You'd need to develop quite a bit of FEPFS and LMFS debugging technology
to make the above suggestions useful.
I offered to provide the already-written-but-prototype technology (only a page
or two of code) in a previous message you may have missed. You don't need any
FEPFS technology (you can use disk-read on the entire disk); the approach is
that LMFS blocks are all reasonably recognizable by their checkwords, so you
make a pass over the disk collecting all DPNs with consistent checkwords
in a hash-table by UID. Each UID represents a file; you either have all the
information about the file or just some of it. If you don't have the
first header block, you can't recover the file.

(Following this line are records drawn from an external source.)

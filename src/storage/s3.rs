// dbbackup/src/storage/s3.rs
use crate::backup::pipeline::DumpStream;
use crate::errors::{BackupError, Result};
use crate::storage::{BackupFileRecord, StorageBackend};
use async_trait::async_trait;
use aws_sdk_s3 as s3;
use bytes::{Bytes, BytesMut};
use chrono::{TimeZone, Utc};
use log::{info, warn};
use s3::config::Region;
use s3::primitives::ByteStream;
use s3::types::{CompletedMultipartUpload, CompletedPart, Delete, ObjectIdentifier};
use std::path::Path;

/// Multipart part size for streaming uploads. S3 requires every part except
/// the last to be at least 5 MiB.
const PART_SIZE: usize = 8 * 1024 * 1024;

/// S3's DeleteObjects call accepts at most this many keys per request.
const DELETE_BATCH_SIZE: usize = 1000;

pub struct S3Backend {
    client: s3::Client,
    bucket: String,
    prefix: Option<String>,
    id: String,
}

impl S3Backend {
    pub async fn connect(
        endpoint: Option<String>,
        region: String,
        bucket: String,
        prefix: Option<String>,
        access_key: String,
        secret_key: String,
    ) -> Result<Self> {
        let mut loader = aws_config::defaults(s3::config::BehaviorVersion::latest())
            .region(Region::new(region))
            .credentials_provider(s3::config::Credentials::new(
                access_key, secret_key, None, None, "Static",
            ));
        if let Some(url) = &endpoint {
            loader = loader.endpoint_url(url);
        }
        let sdk_config = loader.load().await;

        // Path-style addressing keeps custom endpoints (MinIO and friends)
        // working without virtual-host DNS.
        let s3_config = s3::config::Builder::from(&sdk_config)
            .force_path_style(true)
            .build();
        let client = s3::Client::from_conf(s3_config);

        let id = format!(
            "s3:{}/{}",
            endpoint.as_deref().unwrap_or("aws"),
            bucket
        );
        Ok(S3Backend {
            client,
            bucket,
            prefix,
            id,
        })
    }

    fn full_key(&self, key: &str) -> String {
        match &self.prefix {
            Some(prefix) => format!("{}/{}", prefix.trim_end_matches('/'), key),
            None => key.to_string(),
        }
    }

    fn upload_error(&self, message: impl std::fmt::Display) -> BackupError {
        BackupError::Upload {
            destination: self.id.clone(),
            message: message.to_string(),
        }
    }

    async fn abort_multipart(&self, key: &str, upload_id: &str) {
        let result = self
            .client
            .abort_multipart_upload()
            .bucket(&self.bucket)
            .key(key)
            .upload_id(upload_id)
            .send()
            .await;
        if let Err(e) = result {
            warn!(
                "Couldn't abort multipart upload for {} - Error: {}",
                key, e
            );
        }
    }

    async fn upload_part(
        &self,
        key: &str,
        upload_id: &str,
        part_number: i32,
        body: Bytes,
    ) -> Result<CompletedPart> {
        let part = self
            .client
            .upload_part()
            .bucket(&self.bucket)
            .key(key)
            .upload_id(upload_id)
            .part_number(part_number)
            .body(ByteStream::from(body))
            .send()
            .await
            .map_err(|e| self.upload_error(e))?;
        Ok(CompletedPart::builder()
            .part_number(part_number)
            .set_e_tag(part.e_tag().map(str::to_string))
            .build())
    }
}

#[async_trait]
impl StorageBackend for S3Backend {
    fn id(&self) -> &str {
        &self.id
    }

    fn supports_streaming(&self) -> bool {
        true
    }

    async fn put_file(&self, src: &Path, key: &str) -> Result<()> {
        let key = self.full_key(key);
        let body = ByteStream::from_path(src).await.map_err(|e| {
            self.upload_error(format!(
                "Couldn't open file {} to read: {}",
                src.display(),
                e
            ))
        })?;
        self.client
            .put_object()
            .bucket(&self.bucket)
            .key(&key)
            .body(body)
            .send()
            .await
            .map_err(|e| self.upload_error(e))?;
        info!(
            "Successfully uploaded {} to bucket {} key {}",
            src.display(),
            self.bucket,
            key
        );
        Ok(())
    }

    async fn put_stream(&self, mut stream: DumpStream, key: &str) -> Result<()> {
        let key = self.full_key(key);
        let create = self
            .client
            .create_multipart_upload()
            .bucket(&self.bucket)
            .key(&key)
            .send()
            .await
            .map_err(|e| self.upload_error(e))?;
        let upload_id = create
            .upload_id()
            .ok_or_else(|| self.upload_error("missing multipart upload id"))?
            .to_string();

        let mut parts: Vec<CompletedPart> = Vec::new();
        let mut buf = BytesMut::with_capacity(PART_SIZE);
        let mut part_number = 1;

        loop {
            match stream.next_chunk().await {
                Some(Ok(chunk)) => {
                    buf.extend_from_slice(&chunk);
                    if buf.len() >= PART_SIZE {
                        let body = buf.split().freeze();
                        match self.upload_part(&key, &upload_id, part_number, body).await {
                            Ok(part) => parts.push(part),
                            Err(e) => {
                                self.abort_multipart(&key, &upload_id).await;
                                return Err(e);
                            }
                        }
                        part_number += 1;
                    }
                }
                Some(Err(e)) => {
                    // The dump producer failed; nothing may be persisted.
                    self.abort_multipart(&key, &upload_id).await;
                    return Err(self.upload_error(format!("dump stream failed: {}", e)));
                }
                None => break,
            }
        }

        if !buf.is_empty() || parts.is_empty() {
            let body = buf.split().freeze();
            match self.upload_part(&key, &upload_id, part_number, body).await {
                Ok(part) => parts.push(part),
                Err(e) => {
                    self.abort_multipart(&key, &upload_id).await;
                    return Err(e);
                }
            }
        }

        let completed = CompletedMultipartUpload::builder()
            .set_parts(Some(parts))
            .build();
        self.client
            .complete_multipart_upload()
            .bucket(&self.bucket)
            .key(&key)
            .upload_id(&upload_id)
            .multipart_upload(completed)
            .send()
            .await
            .map_err(|e| self.upload_error(e))?;
        info!(
            "Successfully uploaded stream to bucket {} key {}",
            self.bucket, key
        );
        Ok(())
    }

    async fn list(&self, prefix: &str) -> Result<Vec<BackupFileRecord>> {
        let full_prefix = self.full_key(prefix);
        let mut records = Vec::new();
        let mut pages = self
            .client
            .list_objects_v2()
            .bucket(&self.bucket)
            .prefix(&full_prefix)
            .into_paginator()
            .send();
        while let Some(page) = pages.next().await {
            let page = page.map_err(|e| BackupError::Cleanup(e.to_string()))?;
            for obj in page.contents() {
                let (Some(key), Some(modified)) = (obj.key(), obj.last_modified()) else {
                    continue;
                };
                let name = key.rsplit('/').next().unwrap_or(key).to_string();
                let modified = Utc
                    .timestamp_opt(modified.secs(), modified.subsec_nanos())
                    .single()
                    .unwrap_or_default();
                records.push(BackupFileRecord {
                    name,
                    key: key.to_string(),
                    modified,
                });
            }
        }
        Ok(records)
    }

    async fn delete(&self, keys: &[String]) -> Result<()> {
        for batch in keys.chunks(DELETE_BATCH_SIZE) {
            let objects = batch
                .iter()
                .map(|key| {
                    ObjectIdentifier::builder()
                        .key(key)
                        .build()
                        .map_err(|e| BackupError::Cleanup(e.to_string()))
                })
                .collect::<Result<Vec<_>>>()?;
            let delete = Delete::builder()
                .set_objects(Some(objects))
                .quiet(true)
                .build()
                .map_err(|e| BackupError::Cleanup(e.to_string()))?;
            self.client
                .delete_objects()
                .bucket(&self.bucket)
                .delete(delete)
                .send()
                .await
                .map_err(|e| BackupError::Cleanup(e.to_string()))?;
            info!(
                "Deleted {} old backups from bucket {}",
                batch.len(),
                self.bucket
            );
        }
        Ok(())
    }

    async fn copy(&self, src_key: &str, dst_key: &str) -> Result<()> {
        let src = self.full_key(src_key);
        let dst = self.full_key(dst_key);
        self.client
            .copy_object()
            .bucket(&self.bucket)
            .copy_source(format!("{}/{}", self.bucket, src))
            .key(&dst)
            .send()
            .await
            .map_err(|e| BackupError::Rotation(format!(
                "Couldn't create copy of {} at {}: {}",
                src, dst, e
            )))?;
        Ok(())
    }
}
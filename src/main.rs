// dbbackup/src/main.rs
mod backup;
mod config;
mod errors;
mod notify;
mod storage;

use anyhow::{Context, Result};
use chrono::Local;
use clap::Parser;
use log::{error, info};
use std::path::PathBuf;
use std::process::ExitCode;
use std::time::Duration;

/// Dumps PostgreSQL, MySQL/MariaDB and MSSQL databases and delivers them to
/// S3-compatible, SFTP, rsync or local destinations, with rotation copies
/// and retention cleanup.
#[derive(Parser)]
#[command(name = "dbbackup", version)]
struct Cli {
    /// Path of the configuration file in JSON format
    #[arg(
        short,
        long,
        default_value = "/etc/dbbackup.json",
        env = "DBBACKUP_CONFIG"
    )]
    config: PathBuf,
}

#[tokio::main]
async fn main() -> ExitCode {
    env_logger::Builder::from_env(env_logger::Env::default().default_filter_or("info")).init();
    let cli = Cli::parse();
    match run_app(cli).await {
        Ok(()) => ExitCode::SUCCESS,
        Err(e) => {
            error!("{:#}", e);
            ExitCode::FAILURE
        }
    }
}

async fn run_app(cli: Cli) -> Result<()> {
    let job_config = config::load_from_json(&cli.config).with_context(|| {
        format!("Failed to load configuration from {}", cli.config.display())
    })?;
    info!("dbbackup started.");

    let notifier = notify::Notifier::new(&job_config);
    let driver = match backup::JobDriver::connect(job_config.clone()).await {
        Ok(driver) => driver,
        Err(e) => {
            notifier
                .send_alarm(
                    &format!("Couldn't initialize backup destinations - Error: {}", e),
                    true,
                )
                .await;
            return Err(e.into());
        }
    };
    let _status_reporter = driver.spawn_status_reporter();

    match &job_config.run_every_cron {
        Some(expr) => loop {
            let now = Local::now();
            let next = cron_parser::parse(expr, &now)
                .map_err(|e| anyhow::anyhow!("Invalid cron expression {:?}: {}", expr, e))?;
            info!("Next run scheduled at {}", next);
            let wait = (next - now).to_std().unwrap_or(Duration::ZERO);
            tokio::time::sleep(wait).await;
            driver.run().await;
        },
        None => {
            let report = driver.run().await;
            if !report.failed.is_empty() {
                anyhow::bail!("{} database backup(s) failed", report.failed.len());
            }
            Ok(())
        }
    }
}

If you have the first but
not later header blocks you can sometimes recover the file. If you are
missing data blocks, you can recover some of the data in the file (filling
in the gaps with some constant data so as to be noticeable).
Writing the initial file system
overwrites the previous FEP directory structure, so you'd have to go
hunting for the blocks that made up the old files. Also, blocks that
were previously in the LMFS may get reused for the new files.
Because of a typo my meaning was perhaps unclear, but that's exactly what
I meant by the final clause of the last sentence quoted above.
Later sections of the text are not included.